Give the data again exactly, from its opening line through the line in which "pub fn env_filter(config: &TelemetryConfig)" appears.

== == ==

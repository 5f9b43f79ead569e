use crate::config::TelemetryConfig;
use std::fmt;
use tracing_subscriber::filter::ParseError;
use tracing_subscriber::EnvFilter;

#[derive(Debug)]
pub enum TelemetryError {
    EnvFilter { value: String, source: ParseError },
    Subscriber(Box<dyn std::error::Error + Send + Sync>),
}

impl fmt::Display for TelemetryError {
    fn fmt(&self, f: &mut fmt::Formatter<'_>) -> fmt::Result {
        match self {
            TelemetryError::EnvFilter { value, .. } => {
                write!(f, "invalid log level/filter '{}'", value)
            }
            TelemetryError::Subscriber(err) => write!(f, "subscriber already installed: {err}"),
        }
    }
}

impl std::error::Error for TelemetryError {
    fn source(&self) -> Option<&(dyn std::error::Error + 'static)> {
        match self {
            TelemetryError::EnvFilter { source, .. } => Some(source),
            TelemetryError::Subscriber(err) => Some(&**err),
        }
    }
}

/// Builds the filter used by [`init`]; `RUST_LOG` takes precedence over the configured level.
pub fn env_filter(config: &TelemetryConfig) -> Result<EnvFilter, TelemetryError> {
    match EnvFilter::try_from_default_env() {
        Ok(filter) => Ok(filter),
        Err(_) => configured_filter(config),
    }
}

fn configured_filter(config: &TelemetryConfig) -> Result<EnvFilter, TelemetryError> {
    EnvFilter::try_new(&config.log_level).map_err(|source| TelemetryError::EnvFilter {
        value: config.log_level.clone(),
        source,
    })
}

pub fn init(config: &TelemetryConfig) -> Result<(), TelemetryError> {
    let filter = env_filter(config)?;

    tracing_subscriber::fmt()
        .with_env_filter(filter)
        .with_target(false)
        .compact()
        .with_ansi(false)
        .try_init()
        .map_err(TelemetryError::Subscriber)
}
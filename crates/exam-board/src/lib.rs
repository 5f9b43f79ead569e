pub mod config;
pub mod error;
pub mod postings;
pub mod telemetry;
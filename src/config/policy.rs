//! Rate-limit policy parsing
//!
//! A policy is a semicolon-separated list of `<count> per <window>` clauses,
//! e.g. `1000 per day;100 per hour`. Each clause is enforced independently
//! with fixed-window semantics.

use std::fmt;
use std::str::FromStr;

/// A parsed rate-limit policy: one or more clauses, all of which must hold.
#[derive(Debug, Clone, PartialEq, Eq)]
pub struct RateLimitPolicy {
    pub clauses: Vec<RateLimitClause>,
}

/// A single `<count> per <window>` clause.
#[derive(Debug, Clone, PartialEq, Eq)]
pub struct RateLimitClause {
    pub count: u32,
    pub window: RateWindow,
}

/// The fixed window a clause counts requests over.
#[derive(Debug, Clone, Copy, PartialEq, Eq)]
pub enum RateWindow {
    Second,
    Minute,
    Hour,
    Day,
}

impl RateWindow {
    pub fn as_secs(self) -> u64 {
        match self {
            Self::Second => 1,
            Self::Minute => 60,
            Self::Hour => 3_600,
            Self::Day => 86_400,
        }
    }

    fn parse(word: &str) -> Option<Self> {
        // Accept singular and plural forms.
        let word = word.strip_suffix('s').unwrap_or(word);
        match word {
            "second" => Some(Self::Second),
            "minute" => Some(Self::Minute),
            "hour" => Some(Self::Hour),
            "day" => Some(Self::Day),
            _ => None,
        }
    }
}

impl fmt::Display for RateWindow {
    fn fmt(&self, f: &mut fmt::Formatter<'_>) -> fmt::Result {
        match self {
            Self::Second => write!(f, "second"),
            Self::Minute => write!(f, "minute"),
            Self::Hour => write!(f, "hour"),
            Self::Day => write!(f, "day"),
        }
    }
}

impl fmt::Display for RateLimitClause {
    fn fmt(&self, f: &mut fmt::Formatter<'_>) -> fmt::Result {
        write!(f, "{} per {}", self.count, self.window)
    }
}

impl fmt::Display for RateLimitPolicy {
    fn fmt(&self, f: &mut fmt::Formatter<'_>) -> fmt::Result {
        let rendered: Vec<String> = self.clauses.iter().map(ToString::to_string).collect();
        write!(f, "{}", rendered.join(";"))
    }
}

impl FromStr for RateLimitClause {
    type Err = String;

    fn from_str(s: &str) -> Result<Self, Self::Err> {
        let parts: Vec<&str> = s.split_whitespace().collect();
        let [count, per, window] = parts.as_slice() else {
            return Err(format!("`{s}` is not a `<count> per <window>` clause"));
        };
        if !per.eq_ignore_ascii_case("per") {
            return Err(format!("`{s}` is not a `<count> per <window>` clause"));
        }

        let count: u32 = count
            .parse()
            .map_err(|_| format!("`{count}` is not a valid request count"))?;
        if count == 0 {
            return Err("request count must be positive".to_string());
        }

        let window = RateWindow::parse(&window.to_ascii_lowercase())
            .ok_or_else(|| format!("`{window}` is not a valid window (second/minute/hour/day)"))?;

        Ok(Self { count, window })
    }
}

impl FromStr for RateLimitPolicy {
    type Err = String;

    fn from_str(s: &str) -> Result<Self, Self::Err> {
        let clauses = s
            .split(';')
            .map(str::trim)
            .filter(|clause| !clause.is_empty())
            .map(RateLimitClause::from_str)
            .collect::<Result<Vec<_>, _>>()?;

        if clauses.is_empty() {
            return Err("policy must contain at least one `<count> per <window>` clause".to_string());
        }

        Ok(Self { clauses })
    }
}

impl Default for RateLimitPolicy {
    /// `1000 per day;100 per hour`
    fn default() -> Self {
        Self {
            clauses: vec![
                RateLimitClause {
                    count: 1000,
                    window: RateWindow::Day,
                },
                RateLimitClause {
                    count: 100,
                    window: RateWindow::Hour,
                },
            ],
        }
    }
}
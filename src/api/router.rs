//! Request pipeline assembly
//!
//! Builds the stage chain in its fixed order, once, from the resolved
//! configuration. Request order: proxy-trust, request logging, security
//! headers, cross-origin policy, rate limiting, authentication context,
//! dispatch. The chain is shared read-only across all concurrent requests.

use axum::{http::Method, middleware as axum_middleware, routing::get, Router};
use thiserror::Error;
use tower_http::cors::{AllowHeaders, AllowOrigin, Any, CorsLayer};
use tower_http::trace::TraceLayer;

use crate::config::{AllowedOrigins, Settings};

use super::health;
use super::middleware::{auth, logging, proxy, rate_limit, security};
use super::routes;
use super::state::AppState;

/// Fatal assembly error: a stage's precondition is violated. Raised at
/// startup, never per-request.
#[derive(Debug, Error)]
pub enum PipelineError {
    #[error("security headers are enabled but the content security policy is empty")]
    EmptyContentPolicy,
}

/// Assembles the full stage chain around the HTTP surface.
pub fn build_router(state: AppState) -> Result<Router, PipelineError> {
    if state.settings.secure_headers && state.security_policy.is_empty() {
        return Err(PipelineError::EmptyContentPolicy);
    }

    let cors = build_cors(&state.settings);

    // `layer` wraps outside-in: the last layer added sees the request first.
    Ok(Router::new()
        .route("/", get(routes::index))
        .route("/health", get(health::health_check))
        .route("/ready", get(health::ready_check))
        .route("/api/", get(routes::api_root))
        .layer(axum_middleware::from_fn_with_state(
            state.clone(),
            auth::auth_context,
        ))
        .layer(axum_middleware::from_fn_with_state(
            state.clone(),
            rate_limit::rate_limit,
        ))
        .layer(cors)
        .layer(axum_middleware::from_fn_with_state(
            state.clone(),
            security::security_headers,
        ))
        .layer(axum_middleware::from_fn(logging::request_logging))
        .layer(axum_middleware::from_fn_with_state(
            state.clone(),
            proxy::proxy_trust,
        ))
        .layer(TraceLayer::new_for_http())
        .with_state(state))
}

/// Cross-origin policy, scoped to API-prefixed paths via the origin
/// predicate. Credentials are permitted only with an explicit origin list,
/// never with the development wildcard.
fn build_cors(settings: &Settings) -> CorsLayer {
    match &settings.cors_origins {
        AllowedOrigins::Any => CorsLayer::new()
            .allow_origin(AllowOrigin::predicate(|_, parts| {
                parts.uri.path().starts_with("/api")
            }))
            .allow_methods(Any)
            .allow_headers(Any),
        AllowedOrigins::List(origins) => {
            let allowed = origins.clone();
            CorsLayer::new()
                .allow_origin(AllowOrigin::predicate(move |origin, parts| {
                    parts.uri.path().starts_with("/api")
                        && origin
                            .to_str()
                            .map(|origin| allowed.iter().any(|a| a == origin))
                            .unwrap_or(false)
                }))
                .allow_methods([
                    Method::GET,
                    Method::POST,
                    Method::PUT,
                    Method::PATCH,
                    Method::DELETE,
                    Method::OPTIONS,
                ])
                .allow_headers(AllowHeaders::mirror_request())
                .allow_credentials(true)
        }
    }
}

== == ==

> [Answer to the problem]:
repository 5f9b43f79ead569e
use crate::config::TelemetryConfig;
use std::fmt;
use tracing_subscriber::filter::ParseError;
use tracing_subscriber::EnvFilter;

#[derive(Debug)]
pub enum TelemetryError {
    EnvFilter { value: String, source: ParseError },
    Subscriber(Box<dyn std::error::Error + Send + Sync>),
}

impl fmt::Display for TelemetryError {
    fn fmt(&self, f: &mut fmt::Formatter<'_>) -> fmt::Result {
        match self {
            TelemetryError::EnvFilter { value, .. } => {
                write!(f, "invalid log level/filter '{}'", value)
            }
            TelemetryError::Subscriber(err) => write!(f, "subscriber already installed: {err}"),
        }
    }
}

impl std::error::Error for TelemetryError {
    fn source(&self) -> Option<&(dyn std::error::Error + 'static)> {
        match self {
            TelemetryError::EnvFilter { source, .. } => Some(source),
            TelemetryError::Subscriber(err) => Some(&**err),
        }
    }
}

/// Builds the filter used by [`init`]; `RUST_LOG` takes precedence over the configured level.
pub fn env_filter(config: &TelemetryConfig) -> Result<EnvFilter, TelemetryError> {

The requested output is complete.